Prior to the ILO Global Social Protection Week, 25-28 November 2019, Indonesia partners KSBSI with WSM took the initiative to organize a national forum on Social protection, on 6th of November 2019 in Jakarta. The key resource speakers and their topics: Mr. Maliki (Interim Steering Committee in the GP-USP2030) on Indonesia Roadmap for USP, Mr. Rekson Silaban (KSBSI/ workers’ reps in BPJS) on CSO/TU Agenda setting on SP, Mr. Subiyanto (KSPSI/ workers’ reps in DJSN) on 15 years of SP and Mr. Irham Saifuddin (ILO Jakarta) on SP Floor.
Also attending were all trade union confederations; KSBSI, KSPSI, KSPI, migrant workers organizations; SBMI and JBM, Wage Indicators, Japbusi-Plantation workers alliance, and many national federations, from garment sector to informal workers.
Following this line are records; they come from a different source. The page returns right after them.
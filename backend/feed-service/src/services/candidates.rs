//! Candidate selection
//!
//! A feed page draws from posts by the viewer's active followees. When that
//! page is empty the same page of the global timeline is used instead.

use crate::error::Result;
use crate::models::Post;
use crate::storage::StorageBackend;
use std::fmt;
use std::sync::Arc;
use tracing::debug;
use uuid::Uuid;

/// Where a page of candidates came from
#[derive(Debug, Clone, Copy, PartialEq, Eq)]
pub enum CandidateSource {
    Followees,
    /// Most recent posts system-wide, used when the followee page is empty
    Global,
}

impl CandidateSource {
    pub fn as_str(&self) -> &'static str {
        match self {
            CandidateSource::Followees => "followees",
            CandidateSource::Global => "global",
        }
    }
}

impl fmt::Display for CandidateSource {
    fn fmt(&self, f: &mut fmt::Formatter<'_>) -> fmt::Result {
        f.write_str(self.as_str())
    }
}

#[derive(Debug, Clone)]
pub struct CandidateSet {
    pub posts: Vec<Post>,
    pub source: CandidateSource,
}

#[derive(Clone)]
pub struct CandidateSourceProvider {
    store: Arc<dyn StorageBackend>,
}

impl CandidateSourceProvider {
    pub fn new(store: Arc<dyn StorageBackend>) -> Self {
        Self { store }
    }

    /// The viewer's page of followee posts, or the global page when that is empty
    pub async fn candidates(&self, viewer_id: Uuid, page: u32, page_size: u32) -> Result<CandidateSet> {
        let followees = self.store.followee_ids(viewer_id).await?;
        let posts = self
            .store
            .posts_by_authors(&followees, page, page_size)
            .await?;

        if !posts.is_empty() {
            debug!(
                viewer_id = %viewer_id,
                followees = followees.len(),
                posts = posts.len(),
                "Followee candidates"
            );
            return Ok(CandidateSet {
                posts,
                source: CandidateSource::Followees,
            });
        }

        let posts = self.store.recent_posts(page, page_size).await?;
        debug!(
            viewer_id = %viewer_id,
            followees = followees.len(),
            posts = posts.len(),
            "No followee posts, using global candidates"
        );
        Ok(CandidateSet {
            posts,
            source: CandidateSource::Global,
        })
    }
}
use async_trait::async_trait;
use feed_cache::{CacheClient, CacheKey};
use feed_service::config::FeedConfig;
use feed_service::error::StoreResult;
use feed_service::models::{
    Comment, FollowEdge, Post, PostCounter, Reaction, ReactionKind, UpsertOutcome,
};
use feed_service::storage::{
    CommentStore, DocumentStore, FollowStore, PostStore, ReactionStore, StorageBackend,
};
use feed_service::{AppState, StoreError};
use std::sync::Arc;
use uuid::Uuid;

/// Document store whose maintained-counter writes always fail
struct CounterlessStore {
    inner: DocumentStore,
}

#[async_trait]
impl PostStore for CounterlessStore {
    async fn get_post(&self, post_id: Uuid) -> StoreResult<Option<Post>> {
        self.inner.get_post(post_id).await
    }
    async fn create_post(&self, post: &Post) -> StoreResult<Post> {
        self.inner.create_post(post).await
    }
    async fn update_post(
        &self,
        post_id: Uuid,
        content: &str,
        image_url: Option<&str>,
    ) -> StoreResult<Option<Post>> {
        self.inner.update_post(post_id, content, image_url).await
    }
    async fn delete_post(&self, post_id: Uuid) -> StoreResult<bool> {
        self.inner.delete_post(post_id).await
    }
    async fn posts_by_authors(
        &self,
        author_ids: &[Uuid],
        page: u32,
        page_size: u32,
    ) -> StoreResult<Vec<Post>> {
        self.inner.posts_by_authors(author_ids, page, page_size).await
    }
    async fn recent_posts(&self, page: u32, page_size: u32) -> StoreResult<Vec<Post>> {
        self.inner.recent_posts(page, page_size).await
    }
    async fn increment_counter(
        &self,
        _post_id: Uuid,
        _counter: PostCounter,
        _delta: i32,
    ) -> StoreResult<()> {
        Err(StoreError::Conflict("counter row locked".into()))
    }
    async fn set_counters(
        &self,
        post_id: Uuid,
        likes: i32,
        comments: i32,
    ) -> StoreResult<Option<Post>> {
        self.inner.set_counters(post_id, likes, comments).await
    }
}

#[async_trait]
impl CommentStore for CounterlessStore {
    async fn get_comment(&self, comment_id: Uuid) -> StoreResult<Option<Comment>> {
        self.inner.get_comment(comment_id).await
    }
    async fn create_comment(&self, comment: &Comment) -> StoreResult<Comment> {
        self.inner.create_comment(comment).await
    }
    async fn update_comment(&self, comment_id: Uuid, content: &str) -> StoreResult<Option<Comment>> {
        self.inner.update_comment(comment_id, content).await
    }
    async fn delete_comment(&self, comment_id: Uuid) -> StoreResult<bool> {
        self.inner.delete_comment(comment_id).await
    }
    async fn comments_by_post(
        &self,
        post_id: Uuid,
        page: u32,
        page_size: u32,
    ) -> StoreResult<Vec<Comment>> {
        self.inner.comments_by_post(post_id, page, page_size).await
    }
    async fn comment_ids_for_post(&self, post_id: Uuid) -> StoreResult<Vec<Uuid>> {
        self.inner.comment_ids_for_post(post_id).await
    }
    async fn count_comments(&self, post_id: Uuid) -> StoreResult<i64> {
        self.inner.count_comments(post_id).await
    }
}

#[async_trait]
impl FollowStore for CounterlessStore {
    async fn followee_ids(&self, follower_id: Uuid) -> StoreResult<Vec<Uuid>> {
        self.inner.followee_ids(follower_id).await
    }
    async fn get_edge(
        &self,
        follower_id: Uuid,
        followee_id: Uuid,
    ) -> StoreResult<Option<FollowEdge>> {
        self.inner.get_edge(follower_id, followee_id).await
    }
    async fn save_edge(&self, edge: &FollowEdge) -> StoreResult<FollowEdge> {
        self.inner.save_edge(edge).await
    }
    async fn follower_ids(&self, followee_id: Uuid) -> StoreResult<Vec<Uuid>> {
        self.inner.follower_ids(followee_id).await
    }
    async fn follower_edges(
        &self,
        user_id: Uuid,
        page: u32,
        page_size: u32,
    ) -> StoreResult<Vec<FollowEdge>> {
        self.inner.follower_edges(user_id, page, page_size).await
    }
    async fn followee_edges(
        &self,
        user_id: Uuid,
        page: u32,
        page_size: u32,
    ) -> StoreResult<Vec<FollowEdge>> {
        self.inner.followee_edges(user_id, page, page_size).await
    }
    async fn blocked_edges(
        &self,
        user_id: Uuid,
        page: u32,
        page_size: u32,
    ) -> StoreResult<Vec<FollowEdge>> {
        self.inner.blocked_edges(user_id, page, page_size).await
    }
    async fn count_followers(&self, user_id: Uuid) -> StoreResult<i64> {
        self.inner.count_followers(user_id).await
    }
    async fn count_followees(&self, user_id: Uuid) -> StoreResult<i64> {
        self.inner.count_followees(user_id).await
    }
}

#[async_trait]
impl ReactionStore for CounterlessStore {
    async fn find_reaction(
        &self,
        user_id: Uuid,
        post_id: Uuid,
        comment_id: Option<Uuid>,
    ) -> StoreResult<Option<Reaction>> {
        self.inner.find_reaction(user_id, post_id, comment_id).await
    }
    async fn upsert_reaction(
        &self,
        user_id: Uuid,
        post_id: Uuid,
        comment_id: Option<Uuid>,
        kind: ReactionKind,
    ) -> StoreResult<UpsertOutcome> {
        self.inner
            .upsert_reaction(user_id, post_id, comment_id, kind)
            .await
    }
    async fn delete_reaction(
        &self,
        user_id: Uuid,
        post_id: Uuid,
        comment_id: Option<Uuid>,
    ) -> StoreResult<Option<Reaction>> {
        self.inner.delete_reaction(user_id, post_id, comment_id).await
    }
    async fn count_reactions(&self, post_id: Uuid, comment_id: Option<Uuid>) -> StoreResult<i64> {
        self.inner.count_reactions(post_id, comment_id).await
    }
    async fn reaction_breakdown(
        &self,
        post_id: Uuid,
        comment_id: Option<Uuid>,
    ) -> StoreResult<Vec<(ReactionKind, i64)>> {
        self.inner.reaction_breakdown(post_id, comment_id).await
    }
}

async fn setup() -> (AppState, CacheClient, Post) {
    let store = Arc::new(CounterlessStore {
        inner: DocumentStore::new(),
    });
    let post = store
        .create_post(&Post::new(Uuid::new_v4(), "counted", None))
        .await
        .unwrap();
    let cache = CacheClient::in_memory();
    let backend: Arc<dyn StorageBackend> = store;
    let state = AppState::from_parts(backend, cache.clone(), FeedConfig::default());
    (state, cache, post)
}

#[tokio::test]
async fn test_reaction_caches_cleared_when_counter_write_fails() {
    let (state, cache, post) = setup().await;
    let user = Uuid::new_v4();
    let reactions = &state.reactions;

    assert!(!reactions.has_reacted(user, post.id, None).await.unwrap());
    assert_eq!(reactions.count_for(post.id, None).await.unwrap(), 0);
    assert!(cache
        .memory()
        .unwrap()
        .contains(&CacheKey::user_like_status(user, post.id)));

    reactions
        .upsert(user, post.id, None, ReactionKind::Love)
        .await
        .unwrap();
    assert!(reactions.has_reacted(user, post.id, None).await.unwrap());
    assert_eq!(reactions.count_for(post.id, None).await.unwrap(), 1);
    let status = reactions.reaction_status(post.id, user, None).await.unwrap();
    assert_eq!(status.user_reaction, Some(ReactionKind::Love));

    assert!(reactions.remove(user, post.id, None).await.unwrap());
    assert!(!reactions.has_reacted(user, post.id, None).await.unwrap());
    assert_eq!(reactions.count_for(post.id, None).await.unwrap(), 0);
}

#[tokio::test]
async fn test_reconcile_repairs_counter_left_behind() {
    let (state, _cache, post) = setup().await;

    state
        .reactions
        .upsert(Uuid::new_v4(), post.id, None, ReactionKind::Like)
        .await
        .unwrap();
    state
        .comments
        .create_comment(Uuid::new_v4(), post.id, "still saved")
        .await
        .unwrap();

    let drifted = state.posts.get_post(post.id).await.unwrap();
    assert_eq!(drifted.likes(), 0);
    assert_eq!(drifted.comments(), 0);

    let repaired = state.reactions.reconcile_counters(post.id).await.unwrap();
    assert_eq!(repaired.likes(), 1);
    assert_eq!(repaired.comments(), 1);
}

#[tokio::test]
async fn test_comment_delete_succeeds_when_counter_write_fails() {
    let (state, cache, post) = setup().await;
    let user = Uuid::new_v4();
    let comment = state
        .comments
        .create_comment(user, post.id, "short lived")
        .await
        .unwrap();

    state
        .reactions
        .upsert(user, post.id, Some(comment.id), ReactionKind::Haha)
        .await
        .unwrap();
    assert_eq!(
        state.reactions.count_for(post.id, Some(comment.id)).await.unwrap(),
        1
    );
    assert!(state
        .reactions
        .has_reacted(user, post.id, Some(comment.id))
        .await
        .unwrap());

    state.comments.delete_comment(user, comment.id).await.unwrap();

    let memory = cache.memory().unwrap();
    assert!(!memory.contains(&CacheKey::comment_likes_count(comment.id)));
    assert!(!memory.contains(&CacheKey::user_comment_like_status(user, comment.id)));
    assert!(!state
        .reactions
        .has_reacted(user, post.id, Some(comment.id))
        .await
        .unwrap());
}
The forum agreed on a common national agenda:
  1.  Harmonization of laws and regulation on SP; Revision of Law nr. 40/2004 and other regulations;
  2. Expansion of coverage on ‘missing middle’, informal workers, migrant workers, domestic workers, workers in plantation sector, and workers in  a micro-small enterprises (who can’t afford a whole package of social security);
  3. Unemployment Insurance: insurance for workers whose job are terminated or as an impact of Industrial revolution 4.0 by providing re-skilling, up-skilling and vocational training;   
  4. Increasing benefits for workers on accident and life insurance and housing for workers.
With the parliament and presidential elections finished and new cabinets were established by accommodating competitors, political tensions are rapidly decreasing. It opens the possibility for various trade union and civil society organizations to jointly work and advocate for Universal Social Protection.

20 June 2019

Indonesia in numbers in 2018: Main results of the programme

Minimum wage and wage scale structure:
- 1.163.435 staff and members of KSBSI (of which 41 % women and 50% young people) were involved in awareness raising activities, trainings and advocacy actions to inform the workers  and to give advocacy on the system to set the annual minimum wage, the level of the minimum wage and the implementation of the new wage scale structure.
- Garment workers: In 2018 GARTEKS, the garment federation of KSBSI, has organized and raised the capacity on labour rights and the Freedom of Association Protocol in the garment sector for 2.631 garment workers (of which 55% women and 63% young people). This included legal assistance and grievance handling. In the process GARTEKS could affiliate 1.750 new members.
- Migrant workers: SBMI reached out to 2.963 people (of which 66% women and 62% young people) by raising the capacity of SBMI trainers to assist the migrant workers and by handling migrant workers’ grievance cases in 10 provinces over Indonesia.
- Social security:70.651 staff and members of KSBSI (of which 35% women and 63% young people) were given  training on the Indonesian health insurance system, the social security for workers (working accident scheme, death insurance, pension) and the state of affairs with regards to the concrete implementation of these different schemes by  the companies and by the Indonesian government.
- Advocacy in synergy: Through training and advocacy actions KSBSI and SBMI involved 10.850 migrant workers and politicians (of which 12% women and 8% young people) in their efforts to explain the Indonesian Migrant Workers’ Act (Law 2017/n°18) and to negotiate the implementation of local regulations for migrant workers. Village- or district-level regulations were adopted in two provinces (Lampung and West-Kalimantan).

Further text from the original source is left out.